I didn't like that paper, as its far fetched and going on about a nonissue imo.
Actually, I really don't understand the conceptual problem in the first place or why people are still harping about the arrow of time and what it can possibly solve. As far as I can see, this has been settled for nearly a hundred years and the answer was given by the second law  period! This is the unique arrow of time and we aren't reversible.
We observe the universe now (call it Z2) and to the time of last scattering (call it Z1), and we see that the entropy of Z2 is a little higher than Z1. Nothing unusual there, we'd obviously have a major problem if it was upside down. In the future at some time (call it Z3), we'd expect the entropy to be even higher. Good!
People wonder why Z1 is small relative to what it could be (we'll call that Zavg, where Zavg is the entropy of a random universe in some thermalized and highly likely state in the ensemble of possible universe wide configurations) and as far as I can see, the best answer is, it is the way it is by observation (somewhat begging the question granted).

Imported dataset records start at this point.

//! Story inventory types.
//!
//! The inventory is produced elsewhere (Storybook's indexer, live or as a
//! static `index.json`). This module only reads it, tolerating empty and
//! partial documents.

use std::fs;
use std::path::Path;

use indexmap::IndexMap;
use serde::{Deserialize, Serialize};
use serde_json::Value;

/// One entry of the story inventory.
#[derive(Debug, Clone, PartialEq, Eq, Serialize, Deserialize)]
#[serde(rename_all = "camelCase")]
pub struct StoryIndexEntry {
    /// Unique story identifier, e.g. `example-button--primary`
    #[serde(default)]
    pub id: String,

    /// Display name of the story
    #[serde(default)]
    pub name: String,

    /// Grouping path, e.g. `Example/Button`
    #[serde(default, alias = "kind")]
    pub title: String,

    /// Story file path relative to the project root
    pub import_path: String,

    #[serde(default)]
    pub tags: Vec<String>,

    #[serde(rename = "type", default)]
    pub entry_type: EntryType,
}

impl StoryIndexEntry {
    /// Whether this entry is a story (as opposed to a docs page).
    pub fn is_story(&self) -> bool {
        self.entry_type == EntryType::Story
    }
}

/// Classification of an inventory entry.
#[derive(Debug, Clone, Copy, PartialEq, Eq, Default, Serialize, Deserialize)]
#[serde(rename_all = "lowercase")]
pub enum EntryType {
    #[default]
    Story,
    Docs,
    #[serde(other)]
    Other,
}

/// A snapshot of the story inventory, keyed by story id in document order.
#[derive(Debug, Clone, Default)]
pub struct StoryIndex {
    entries: IndexMap<String, StoryIndexEntry>,

    /// Number of entries dropped because they could not be read
    pub skipped: usize,
}

impl StoryIndex {
    /// Create an index from already-built entries.
    pub fn from_entries(entries: impl IntoIterator<Item = StoryIndexEntry>) -> Self {
        Self {
            entries: entries.into_iter().map(|e| (e.id.clone(), e)).collect(),
            skipped: 0,
        }
    }

    /// Parse an `index.json` document.
    ///
    /// Accepts the `entries` layout (v4 and later) and the legacy `stories`
    /// layout. A document with neither key is an empty index.
    pub fn from_json(json: &str) -> Result<Self, IndexError> {
        let doc: Value =
            serde_json::from_str(json).map_err(|e| IndexError::InvalidJson(e.to_string()))?;

        let Some(raw_entries) = doc
            .get("entries")
            .or_else(|| doc.get("stories"))
            .and_then(Value::as_object)
        else {
            return Ok(Self::default());
        };

        let mut index = Self::default();
        for (key, raw) in raw_entries {
            match serde_json::from_value::<StoryIndexEntry>(raw.clone()) {
                Ok(mut entry) => {
                    if entry.id.is_empty() {
                        entry.id = key.clone();
                    }
                    index.entries.insert(entry.id.clone(), entry);
                }
                Err(e) => {
                    tracing::warn!("Dropping story index entry {}: {}", key, e);
                    index.skipped += 1;
                }
            }
        }

        Ok(index)
    }

    /// Load a static `index.json` file.
    pub fn load(path: &Path) -> Result<Self, IndexError> {
        let json = fs::read_to_string(path)
            .map_err(|e| IndexError::Read(format!("{}: {}", path.display(), e)))?;
        Self::from_json(&json)
    }

    /// Look up an entry by story id.
    pub fn get(&self, id: &str) -> Option<&StoryIndexEntry> {
        self.entries.get(id)
    }

    pub fn len(&self) -> usize {
        self.entries.len()
    }

    pub fn is_empty(&self) -> bool {
        self.entries.is_empty()
    }

    /// Iterate over all entries in document order.
    pub fn iter(&self) -> impl Iterator<Item = &StoryIndexEntry> {
        self.entries.values()
    }

    /// Story entries (docs pages excluded), sorted by id.
    pub fn stories_sorted(&self) -> Vec<&StoryIndexEntry> {
        let mut stories: Vec<_> = self.iter().filter(|e| e.is_story()).collect();
        stories.sort_by(|a, b| a.id.cmp(&b.id));
        stories
    }
}

/// Errors that can occur when reading the inventory.
#[derive(Debug, thiserror::Error)]
pub enum IndexError {
    #[error("Failed to read story index: {0}")]
    Read(String),

    #[error("Invalid story index JSON: {0}")]
    InvalidJson(String),
}

#[cfg(test)]
mod tests {
    use super::*;
    use pretty_assertions::assert_eq;

    #[test]
    fn parses_entries_layout() {
        let json = r#"{
          "v": 5,
          "entries": {
            "example-button--primary": {
              "id": "example-button--primary",
              "title": "Example/Button",
              "name": "Primary",
              "importPath": "./src/stories/Button.stories.ts",
              "tags": ["dev", "autodocs"],
              "type": "story"
            },
            "example-button--docs": {
              "id": "example-button--docs",
              "title": "Example/Button",
              "name": "Docs",
              "importPath": "./src/stories/Button.stories.ts",
              "type": "docs"
            }
          }
        }"#;

        let index = StoryIndex::from_json(json).unwrap();

        assert_eq!(index.len(), 2);
        let entry = index.get("example-button--primary").unwrap();
        assert_eq!(entry.title, "Example/Button");
        assert_eq!(entry.import_path, "./src/stories/Button.stories.ts");
        assert_eq!(entry.tags, vec!["dev", "autodocs"]);
        assert!(entry.is_story());
        assert_eq!(index.stories_sorted().len(), 1);
    }

    #[test]
    fn parses_legacy_stories_layout() {
        let json = r#"{
          "v": 3,
          "stories": {
            "button--large": { "kind": "Button", "name": "Large", "importPath": "./Button.stories.js" }
          }
        }"#;

        let index = StoryIndex::from_json(json).unwrap();
        let entry = index.get("button--large").unwrap();

        assert_eq!(entry.id, "button--large");
        assert_eq!(entry.title, "Button");
        assert_eq!(entry.entry_type, EntryType::Story);
    }

    #[test]
    fn tolerates_empty_and_partial_snapshots() {
        assert!(StoryIndex::from_json("{}").unwrap().is_empty());

        let partial = r#"{ "entries": { "a--b": { "name": "B" }, "c--d": { "importPath": "./c.stories.js" } } }"#;
        let index = StoryIndex::from_json(partial).unwrap();

        assert_eq!(index.len(), 1);
        assert_eq!(index.skipped, 1);
        assert!(index.get("a--b").is_none());
        assert!(index.get("c--d").is_some());
    }

    #[test]
    fn rejects_malformed_json() {
        assert!(matches!(
            StoryIndex::from_json("{ not json"),
            Err(IndexError::InvalidJson(_))
        ));
    }
}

Recently with the multiverse craze, people like to try to make everything a density fluctuation and wonder why we aren't a Boltzman brain instead. Well, again, we probably could have been, but observation again rules that out and falsifies the hypothesis. So we're back to square one. Z1 is simply an initial condition that breaks the symmetry.
If there is, for instance, a HartleHawking wavefunction, then this makes perfectly good sense. A single initial state has entropy ~ln(1) = 0.